Top of Source information

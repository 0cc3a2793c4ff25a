//! Route definitions for the forecast tracker

use axum::{
    routing::{delete, get, post, put},
    Router,
};

use crate::{handlers, AppState};

/// Create API routes
pub fn api_routes() -> Router<AppState> {
    Router::new()
        // Health check
        .route("/health", get(handlers::health_check))
        // Location management
        .nest("/locations", location_routes())
        // Forecasts
        .nest("/forecast", forecast_routes())
}

/// Location management routes
fn location_routes() -> Router<AppState> {
    Router::new()
        .route(
            "/",
            post(handlers::create_location)
                .get(handlers::list_locations)
                .delete(handlers::delete_location_by_coordinates),
        )
        .route("/:location_id", delete(handlers::delete_location))
}

/// Forecast routes
fn forecast_routes() -> Router<AppState> {
    Router::new()
        .route("/", get(handlers::read_stored_forecasts))
        .route("/latest", put(handlers::refresh_forecasts))
        .route("/:location_id", get(handlers::read_location_forecast))
}
//! Validation utilities for the forecast tracker
//!
//! Forecast payloads are checked field by field and then across fields. All
//! violations are collected so the error names every offending field at once.

use std::fmt;

use thiserror::Error;

use crate::models::Forecast;
use crate::types::{LATITUDE_RANGE, LONGITUDE_RANGE};

/// A single rule violation on a named field
#[derive(Debug, Clone, PartialEq, Eq)]
pub struct FieldViolation {
    pub field: &'static str,
    pub rule: &'static str,
}

impl fmt::Display for FieldViolation {
    fn fmt(&self, f: &mut fmt::Formatter<'_>) -> fmt::Result {
        write!(f, "{} ({})", self.field, self.rule)
    }
}

/// Forecast payload failed one or more structural rules
#[derive(Debug, Clone, Error, PartialEq, Eq)]
#[error("invalid forecast fields: {}", format_violations(.violations))]
pub struct ForecastValidationError {
    pub violations: Vec<FieldViolation>,
}

impl ForecastValidationError {
    /// Names of the offending fields, in the order they were checked
    pub fn fields(&self) -> Vec<&'static str> {
        self.violations.iter().map(|v| v.field).collect()
    }

    pub fn has_field(&self, field: &str) -> bool {
        self.violations.iter().any(|v| v.field == field)
    }
}

fn format_violations(violations: &[FieldViolation]) -> String {
    violations
        .iter()
        .map(ToString::to_string)
        .collect::<Vec<_>>()
        .join(", ")
}

// ============================================================================
// Forecast Validations
// ============================================================================

/// Validate a forecast payload before it is transformed and persisted
pub fn validate_forecast(forecast: &Forecast) -> Result<(), ForecastValidationError> {
    let mut violations = Vec::new();
    let mut require = |ok: bool, field: &'static str, rule: &'static str| {
        if !ok {
            violations.push(FieldViolation { field, rule });
        }
    };

    require(forecast.latitude != 0.0, "latitude", "required");
    require(
        LATITUDE_RANGE.contains(&forecast.latitude),
        "latitude",
        "range",
    );
    require(forecast.longitude != 0.0, "longitude", "required");
    require(
        LONGITUDE_RANGE.contains(&forecast.longitude),
        "longitude",
        "range",
    );
    require(
        forecast.generationtime_ms != 0.0,
        "generationtime_ms",
        "required",
    );
    require(
        forecast.utc_offset_seconds != 0,
        "utc_offset_seconds",
        "required",
    );
    require(!forecast.timezone.is_empty(), "timezone", "required");
    require(
        !forecast.timezone_abbreviation.is_empty(),
        "timezone_abbreviation",
        "required",
    );
    require(forecast.elevation != 0.0, "elevation", "required");

    require(
        !forecast.hourly_units.time.is_empty(),
        "hourly_units.time",
        "required",
    );
    require(
        !forecast.hourly_units.temperature_2m.is_empty(),
        "hourly_units.temperature_2m",
        "required",
    );

    let hourly = &forecast.hourly;
    require(!hourly.time.is_empty(), "hourly.time", "required");
    require(
        !hourly.temperature_2m.is_empty(),
        "hourly.temperature_2m",
        "required",
    );

    // Cross-field: each label must pair with exactly one temperature
    if hourly.time.len() != hourly.temperature_2m.len() {
        require(false, "hourly.time", "len");
        require(false, "hourly.temperature_2m", "len");
    }

    if violations.is_empty() {
        Ok(())
    } else {
        Err(ForecastValidationError { violations })
    }
}
//! HTTP handlers for location management endpoints

use axum::{
    extract::{Path, Query, State},
    http::StatusCode,
    Json,
};
use serde::Deserialize;
use shared::{Coordinates, CreateLocationInput, Location};
use uuid::Uuid;

use crate::error::AppResult;
use crate::services::location::CreatedLocation;
use crate::AppState;

/// Track a new location
pub async fn create_location(
    State(state): State<AppState>,
    Json(input): Json<CreateLocationInput>,
) -> AppResult<(StatusCode, Json<CreatedLocation>)> {
    let created = state.location_service().create_location(input).await?;
    Ok((StatusCode::CREATED, Json(created)))
}

/// List all tracked locations
pub async fn list_locations(State(state): State<AppState>) -> AppResult<Json<Vec<Location>>> {
    let locations = state.location_service().list_locations().await?;
    Ok(Json(locations))
}

/// Stop tracking a location by ID
pub async fn delete_location(
    State(state): State<AppState>,
    Path(location_id): Path<Uuid>,
) -> AppResult<StatusCode> {
    state.location_service().delete_location(location_id).await?;
    Ok(StatusCode::NO_CONTENT)
}

/// Query parameters for deleting by coordinates
#[derive(Debug, Deserialize)]
pub struct CoordinatesQuery {
    pub latitude: f64,
    pub longitude: f64,
}

/// Stop tracking the location at the given coordinates
pub async fn delete_location_by_coordinates(
    State(state): State<AppState>,
    Query(query): Query<CoordinatesQuery>,
) -> AppResult<StatusCode> {
    state
        .location_service()
        .delete_by_coordinates(Coordinates::new(query.latitude, query.longitude))
        .await?;
    Ok(StatusCode::NO_CONTENT)
}
//! HTTP API tests
//!
//! Requests go through the full router with in-memory storage. The provider
//! is either stubbed or an Open-Meteo client pointed at a mock server.

mod common;

use std::sync::Arc;
use std::time::Duration;

use axum::{
    body::{to_bytes, Body},
    http::{Method, Request, StatusCode},
    Router,
};
use common::{forecast_for, three_cities, track, FlakyStorage, Reply, StubProvider};
use forecast_tracker_backend::{
    create_app,
    external::{ForecastProvider, OpenMeteoClient},
    storage::{MemoryStorage, Storage},
    AppState, Config,
};
use serde_json::{json, Value};
use shared::Coordinates;
use tower::ServiceExt;
use wiremock::matchers::{method, path, query_param};
use wiremock::{Mock, MockServer, ResponseTemplate};

fn app(storage: Arc<dyn Storage>, provider: Arc<dyn ForecastProvider>) -> Router {
    app_with(storage, provider, Config::default())
}

fn app_with(storage: Arc<dyn Storage>, provider: Arc<dyn ForecastProvider>, config: Config) -> Router {
    create_app(AppState::new(storage, provider, config))
}

async fn send(app: Router, method: Method, uri: &str, body: Option<Value>) -> (StatusCode, Value) {
    let mut request = Request::builder().method(method).uri(uri);
    let body = match body {
        Some(json) => {
            request = request.header("content-type", "application/json");
            Body::from(json.to_string())
        }
        None => Body::empty(),
    };

    let response = app.oneshot(request.body(body).unwrap()).await.unwrap();
    let status = response.status();
    let bytes = to_bytes(response.into_body(), usize::MAX).await.unwrap();
    let value = if bytes.is_empty() {
        Value::Null
    } else {
        serde_json::from_slice(&bytes).unwrap()
    };
    (status, value)
}

// ============================================================================
// Health
// ============================================================================

#[tokio::test]
async fn test_health_ok() {
    let app = app(Arc::new(MemoryStorage::new()), Arc::new(StubProvider::new()));

    let (status, body) = send(app, Method::GET, "/health", None).await;

    assert_eq!(status, StatusCode::OK);
    assert_eq!(body["status"], "OK");
    assert_eq!(body["database"], "OK");
    assert!(body["version"].is_string());
}

#[tokio::test]
async fn test_health_reports_storage_outage() {
    let storage = Arc::new(FlakyStorage::new());
    storage.take_down();
    let app = app(storage, Arc::new(StubProvider::new()));

    let (status, body) = send(app, Method::GET, "/api/v1/health", None).await;

    assert_eq!(status, StatusCode::SERVICE_UNAVAILABLE);
    assert_eq!(body["status"], "ERROR");
    assert_eq!(body["database"], "ERROR");
}

// ============================================================================
// Forecasts
// ============================================================================

#[tokio::test]
async fn test_refresh_and_read_forecasts() {
    let storage = Arc::new(MemoryStorage::new());
    let provider = Arc::new(StubProvider::new());
    for location in track(storage.as_ref(), &three_cities()).await {
        let coords = location.coordinates();
        provider.reply(coords, Reply::Forecast(forecast_for(coords, 24)));
    }
    let app = app(storage, provider);

    let (status, refreshed) = send(app.clone(), Method::PUT, "/api/v1/forecast/latest", None).await;
    assert_eq!(status, StatusCode::OK);
    assert_eq!(refreshed.as_array().unwrap().len(), 3);

    let (status, stored) = send(app, Method::GET, "/api/v1/forecast", None).await;
    assert_eq!(status, StatusCode::OK);
    let stored = stored.as_array().unwrap();
    assert_eq!(stored.len(), 3);
    assert_eq!(stored[0]["hourly"]["time"].as_array().unwrap().len(), 24);
    assert_eq!(stored[0]["hourly_units"]["temperature_2m"], "°F");
}

#[tokio::test]
async fn test_refresh_with_failing_provider_is_bad_gateway() {
    let storage = Arc::new(MemoryStorage::new());
    track(storage.as_ref(), &[Coordinates::new(40.7128, -74.006)]).await;
    let app = app(storage, Arc::new(StubProvider::new()));

    let (status, body) = send(app, Method::PUT, "/api/v1/forecast/latest", None).await;

    assert_eq!(status, StatusCode::BAD_GATEWAY);
    assert_eq!(body["error"]["code"], "FORECAST_PROVIDER_ERROR");
}

#[tokio::test]
async fn test_refresh_past_deadline_is_timeout() {
    let storage = Arc::new(MemoryStorage::new());
    let coords = Coordinates::new(40.7128, -74.006);
    track(storage.as_ref(), &[coords]).await;
    let provider = Arc::new(StubProvider::new());
    provider.reply(coords, Reply::Hang);

    let mut config = Config::default();
    config.aggregation.deadline_secs = 1;
    config.aggregation.cancel_grace_ms = 100;
    let app = app_with(storage, provider, config);

    let (status, body) = send(app, Method::PUT, "/api/v1/forecast/latest", None).await;

    assert_eq!(status, StatusCode::INTERNAL_SERVER_ERROR);
    assert_eq!(body["error"]["code"], "AGGREGATION_TIMEOUT");
}

#[tokio::test]
async fn test_read_forecast_for_unknown_location_is_not_found() {
    let app = app(Arc::new(MemoryStorage::new()), Arc::new(StubProvider::new()));
    let uri = format!("/api/v1/forecast/{}", uuid::Uuid::new_v4());

    let (status, body) = send(app, Method::GET, &uri, None).await;

    assert_eq!(status, StatusCode::NOT_FOUND);
    assert_eq!(body["error"]["code"], "NOT_FOUND");
}

// ============================================================================
// Locations
// ============================================================================

#[tokio::test]
async fn test_create_location_then_conflict() {
    let provider = Arc::new(StubProvider::new());
    let coords = Coordinates::new(52.52, 13.405);
    provider.reply(coords, Reply::Forecast(forecast_for(coords, 24)));
    let app = app(Arc::new(MemoryStorage::new()), provider);
    let body = json!({"latitude": 52.52, "longitude": 13.405});

    let (status, created) =
        send(app.clone(), Method::POST, "/api/v1/locations", Some(body.clone())).await;
    assert_eq!(status, StatusCode::CREATED);
    assert_eq!(created["latitude"], 52.52);
    assert_eq!(created["forecast"]["location_id"], created["id"]);

    let (status, conflict) = send(app, Method::POST, "/api/v1/locations", Some(body)).await;
    assert_eq!(status, StatusCode::CONFLICT);
    assert_eq!(conflict["error"]["code"], "LOCATION_CONFLICT");
    assert_eq!(conflict["error"]["location"]["id"], created["id"]);
}

#[tokio::test]
async fn test_create_location_with_invalid_coordinates() {
    let app = app(Arc::new(MemoryStorage::new()), Arc::new(StubProvider::new()));

    let (status, body) = send(
        app,
        Method::POST,
        "/api/v1/locations",
        Some(json!({"latitude": 10.0, "longitude": 200.0})),
    )
    .await;

    assert_eq!(status, StatusCode::BAD_REQUEST);
    assert_eq!(body["error"]["code"], "VALIDATION_ERROR");
    assert_eq!(body["error"]["field"], "longitude");
}

#[tokio::test]
async fn test_list_and_delete_locations() {
    let storage = Arc::new(MemoryStorage::new());
    let tracked = track(storage.as_ref(), &three_cities()).await;
    let app = app(storage, Arc::new(StubProvider::new()));

    let (status, listed) = send(app.clone(), Method::GET, "/api/v1/locations", None).await;
    assert_eq!(status, StatusCode::OK);
    assert_eq!(listed.as_array().unwrap().len(), 3);

    let uri = format!("/api/v1/locations/{}", tracked[0].id);
    let (status, _) = send(app.clone(), Method::DELETE, &uri, None).await;
    assert_eq!(status, StatusCode::NO_CONTENT);

    let (lat, lon) = tracked[1].coordinates().to_query_pair();
    let uri = format!("/api/v1/locations?latitude={}&longitude={}", lat, lon);
    let (status, _) = send(app.clone(), Method::DELETE, &uri, None).await;
    assert_eq!(status, StatusCode::NO_CONTENT);

    let (_, listed) = send(app, Method::GET, "/api/v1/locations", None).await;
    assert_eq!(listed.as_array().unwrap().len(), 1);
}

#[tokio::test]
async fn test_delete_unknown_location_is_not_found() {
    let app = app(Arc::new(MemoryStorage::new()), Arc::new(StubProvider::new()));
    let uri = format!("/api/v1/locations/{}", uuid::Uuid::new_v4());

    let (status, body) = send(app, Method::DELETE, &uri, None).await;

    assert_eq!(status, StatusCode::NOT_FOUND);
    assert_eq!(body["error"]["code"], "NOT_FOUND");
}

// ============================================================================
// Against a mocked Open-Meteo
// ============================================================================

#[tokio::test]
async fn test_create_location_against_open_meteo() {
    let server = MockServer::start().await;
    Mock::given(method("GET"))
        .and(path("/forecast"))
        .and(query_param("latitude", "35.676200"))
        .and(query_param("longitude", "139.650300"))
        .respond_with(ResponseTemplate::new(200).set_body_json(json!({
            "latitude": 35.7,
            "longitude": 139.6875,
            "generationtime_ms": 0.031,
            "utc_offset_seconds": 32400,
            "timezone": "Asia/Tokyo",
            "timezone_abbreviation": "JST",
            "elevation": 40.0,
            "hourly_units": {"time": "iso8601", "temperature_2m": "°F"},
            "hourly": {
                "time": ["2024-06-01T00:00", "2024-06-01T01:00"],
                "temperature_2m": [68.2, 67.9]
            }
        })))
        .expect(2)
        .mount(&server)
        .await;

    let provider = OpenMeteoClient::new(server.uri(), Duration::from_secs(5)).unwrap();
    let app = app(Arc::new(MemoryStorage::new()), Arc::new(provider));

    let (status, created) = send(
        app.clone(),
        Method::POST,
        "/api/v1/locations",
        Some(json!({"latitude": 35.6762, "longitude": 139.6503})),
    )
    .await;
    assert_eq!(status, StatusCode::CREATED);
    assert_eq!(created["forecast"]["timezone"], "Asia/Tokyo");

    let (status, refreshed) = send(app.clone(), Method::PUT, "/api/v1/forecast/latest", None).await;
    assert_eq!(status, StatusCode::OK);
    assert_eq!(refreshed[0]["hourly"]["temperature_2m"], json!([68.2, 67.9]));

    let uri = format!("/api/v1/forecast/{}", created["id"].as_str().unwrap());
    let (status, stored) = send(app, Method::GET, &uri, None).await;
    assert_eq!(status, StatusCode::OK);
    assert_eq!(stored["utc_offset_seconds"], 32400);
    assert_eq!(stored["hourly"]["time"][1], "2024-06-01T01:00");
}
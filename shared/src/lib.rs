//! Shared types and models for the forecast tracker
//!
//! This crate holds the forecast payload, the persisted entity shapes, and the
//! pure validation and transformation rules between them.

pub mod models;
pub mod transform;
pub mod types;
pub mod validation;

pub use models::*;
pub use transform::*;
pub use types::*;
pub use validation::*;
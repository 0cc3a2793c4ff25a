//! Health check handlers

use axum::{extract::State, http::StatusCode, Json};
use serde::Serialize;

use crate::AppState;

#[derive(Serialize)]
pub struct HealthResponse {
    pub status: String,
    pub version: String,
    pub database: String,
}

/// Health check endpoint handler
pub async fn health_check(State(state): State<AppState>) -> (StatusCode, Json<HealthResponse>) {
    // Check storage connectivity
    let (status, db_status) = match state.storage.health_check().await {
        Ok(()) => (StatusCode::OK, "OK"),
        Err(err) => {
            tracing::warn!("Storage health check failed: {}", err);
            (StatusCode::SERVICE_UNAVAILABLE, "ERROR")
        }
    };

    let overall = if status == StatusCode::OK { "OK" } else { "ERROR" };

    (
        status,
        Json(HealthResponse {
            status: overall.to_string(),
            version: env!("CARGO_PKG_VERSION").to_string(),
            database: db_status.to_string(),
        }),
    )
}
//! Persisted forecast entities
//!
//! A snapshot owns its hourly rows and its unit row through `forecast_id`.

use chrono::{DateTime, Utc};
use serde::{Deserialize, Serialize};
use uuid::Uuid;

/// Forecast snapshot metadata for one location
#[derive(Debug, Clone, Serialize, Deserialize, PartialEq)]
pub struct ForecastRecord {
    pub id: Uuid,
    pub location_id: Uuid,
    pub generationtime_ms: f64,
    pub utc_offset_seconds: i64,
    pub timezone: String,
    pub timezone_abbreviation: String,
    pub elevation: f64,
    pub fetched_at: DateTime<Utc>,
}

/// One hourly sample. `position` is the index within the series.
#[derive(Debug, Clone, Serialize, Deserialize, PartialEq)]
pub struct HourlyRecord {
    pub forecast_id: Uuid,
    pub position: i32,
    pub time: String,
    pub temperature_2m: f64,
}

/// Unit labels for a snapshot's series
#[derive(Debug, Clone, Serialize, Deserialize, PartialEq)]
pub struct HourlyUnitsRecord {
    pub forecast_id: Uuid,
    pub time_unit: String,
    pub temperature_2m_unit: String,
}

/// A complete snapshot: always written and read as one unit
#[derive(Debug, Clone, Serialize, Deserialize, PartialEq)]
pub struct ForecastRecords {
    pub forecast: ForecastRecord,
    pub hourly: Vec<HourlyRecord>,
    pub units: HourlyUnitsRecord,
}

impl ForecastRecords {
    pub fn location_id(&self) -> Uuid {
        self.forecast.location_id
    }
}
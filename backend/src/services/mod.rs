//! Business logic services for the forecast tracker

pub mod coordinator;
pub mod forecast;
pub mod location;
pub mod worker;

pub use coordinator::{AggregateError, Coordinator};
pub use forecast::ForecastService;
pub use location::LocationService;
pub use worker::FetchWorker;
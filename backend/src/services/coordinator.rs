//! Fan-out/fan-in of per-location work under a wall-clock deadline
//!
//! Every item gets its own task and a cancellation token. The first error or
//! the deadline ends the aggregate; remaining tasks are then cancelled and
//! joined before the call returns, so nothing outlives the request.

use std::future::Future;
use std::sync::Arc;
use std::time::Duration;

use thiserror::Error;
use tokio::sync::Semaphore;
use tokio::task::JoinSet;
use tokio_util::sync::CancellationToken;
use tracing::{debug, warn, Instrument};

use crate::config::AggregationConfig;

/// Aggregate failure of a fan-out
#[derive(Error, Debug)]
pub enum AggregateError<E> {
    /// First error reported by any task
    #[error(transparent)]
    Task(E),

    #[error("aggregation deadline of {0:?} elapsed")]
    Timeout(Duration),

    /// A task panicked or was aborted before reporting
    #[error("worker task terminated abnormally: {0}")]
    Join(String),
}

/// Runs one task per item and folds the outcomes into one result
#[derive(Debug, Clone)]
pub struct Coordinator {
    deadline: Duration,
    cancel_grace: Duration,
    max_concurrency: Option<usize>,
}

impl Coordinator {
    pub fn new(deadline: Duration) -> Self {
        Self {
            deadline,
            cancel_grace: Duration::from_millis(500),
            max_concurrency: None,
        }
    }

    pub fn from_config(config: &AggregationConfig) -> Self {
        Self {
            deadline: config.deadline(),
            cancel_grace: config.cancel_grace(),
            max_concurrency: config.max_concurrency,
        }
    }

    /// Time cancelled tasks get to finish before they are aborted
    pub fn with_cancel_grace(mut self, grace: Duration) -> Self {
        self.cancel_grace = grace;
        self
    }

    /// Bound the number of tasks doing work at the same time
    pub fn with_max_concurrency(mut self, limit: usize) -> Self {
        self.max_concurrency = Some(limit.max(1));
        self
    }

    pub fn deadline(&self) -> Duration {
        self.deadline
    }

    /// Run `operation` for every item concurrently.
    ///
    /// Results come back in completion order. The first task error wins; if
    /// the deadline passes first the result is [`AggregateError::Timeout`].
    pub async fn aggregate_all<I, T, E, F, Fut>(
        &self,
        items: Vec<I>,
        operation: F,
    ) -> Result<Vec<T>, AggregateError<E>>
    where
        F: Fn(I, CancellationToken) -> Fut,
        Fut: Future<Output = Result<T, E>> + Send + 'static,
        T: Send + 'static,
        E: Send + 'static,
    {
        if items.is_empty() {
            return Ok(Vec::new());
        }

        let token = CancellationToken::new();
        // Cancels the tasks even if this future is dropped mid-flight
        let _cancel_on_drop = token.clone().drop_guard();
        let limiter = self.max_concurrency.map(|n| Arc::new(Semaphore::new(n)));

        let mut tasks = JoinSet::new();
        for item in items {
            let work = operation(item, token.child_token());
            let token = token.clone();
            let limiter = limiter.clone();

            tasks.spawn(
                async move {
                    let _permit = match limiter {
                        Some(limiter) => tokio::select! {
                            biased;
                            _ = token.cancelled() => return None,
                            permit = limiter.acquire_owned() => permit.ok(),
                        },
                        None => None,
                    };
                    Some(work.await)
                }
                .in_current_span(),
            );
        }

        let total = tasks.len();
        debug!(tasks = total, deadline = ?self.deadline, "Spawned forecast workers");

        let mut results = Vec::with_capacity(total);
        let joined = tokio::time::timeout(self.deadline, async {
            while let Some(joined) = tasks.join_next().await {
                match joined {
                    Ok(Some(Ok(value))) => results.push(value),
                    Ok(Some(Err(err))) => return Err(AggregateError::Task(err)),
                    // Only produced after cancellation, which has not happened yet
                    Ok(None) => {}
                    Err(err) => return Err(AggregateError::Join(err.to_string())),
                }
            }
            Ok(())
        })
        .await;

        let outcome = match joined {
            Ok(Ok(())) => Ok(results),
            Ok(Err(err)) => Err(err),
            Err(_) => {
                warn!(
                    deadline = ?self.deadline,
                    finished = results.len(),
                    outstanding = tasks.len(),
                    "Forecast workers missed the deadline"
                );
                Err(AggregateError::Timeout(self.deadline))
            }
        };

        if !tasks.is_empty() {
            token.cancel();
            self.drain(&mut tasks).await;
        }

        outcome
    }

    /// Wait for cancelled tasks to stop, aborting any that ignore the token
    async fn drain<O: 'static>(&self, tasks: &mut JoinSet<O>) {
        let outstanding = tasks.len();
        let drained = tokio::time::timeout(self.cancel_grace, async {
            while tasks.join_next().await.is_some() {}
        })
        .await;

        if drained.is_err() {
            warn!(
                remaining = tasks.len(),
                "Workers ignored cancellation, aborting them"
            );
            tasks.shutdown().await;
        } else {
            debug!(tasks = outstanding, "Cancelled workers stopped");
        }
    }
}

/// Race a future against cancellation; `None` means the token fired first
pub async fn until_cancelled<F: Future>(token: &CancellationToken, work: F) -> Option<F::Output> {
    tokio::select! {
        biased;
        _ = token.cancelled() => None,
        output = work => Some(output),
    }
}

Bottom of Source information

▸ Work instruction: Within the listing above, copy each line that has the string "ForecastRecords".

▸ Response below:
pub struct ForecastRecords {
impl ForecastRecords {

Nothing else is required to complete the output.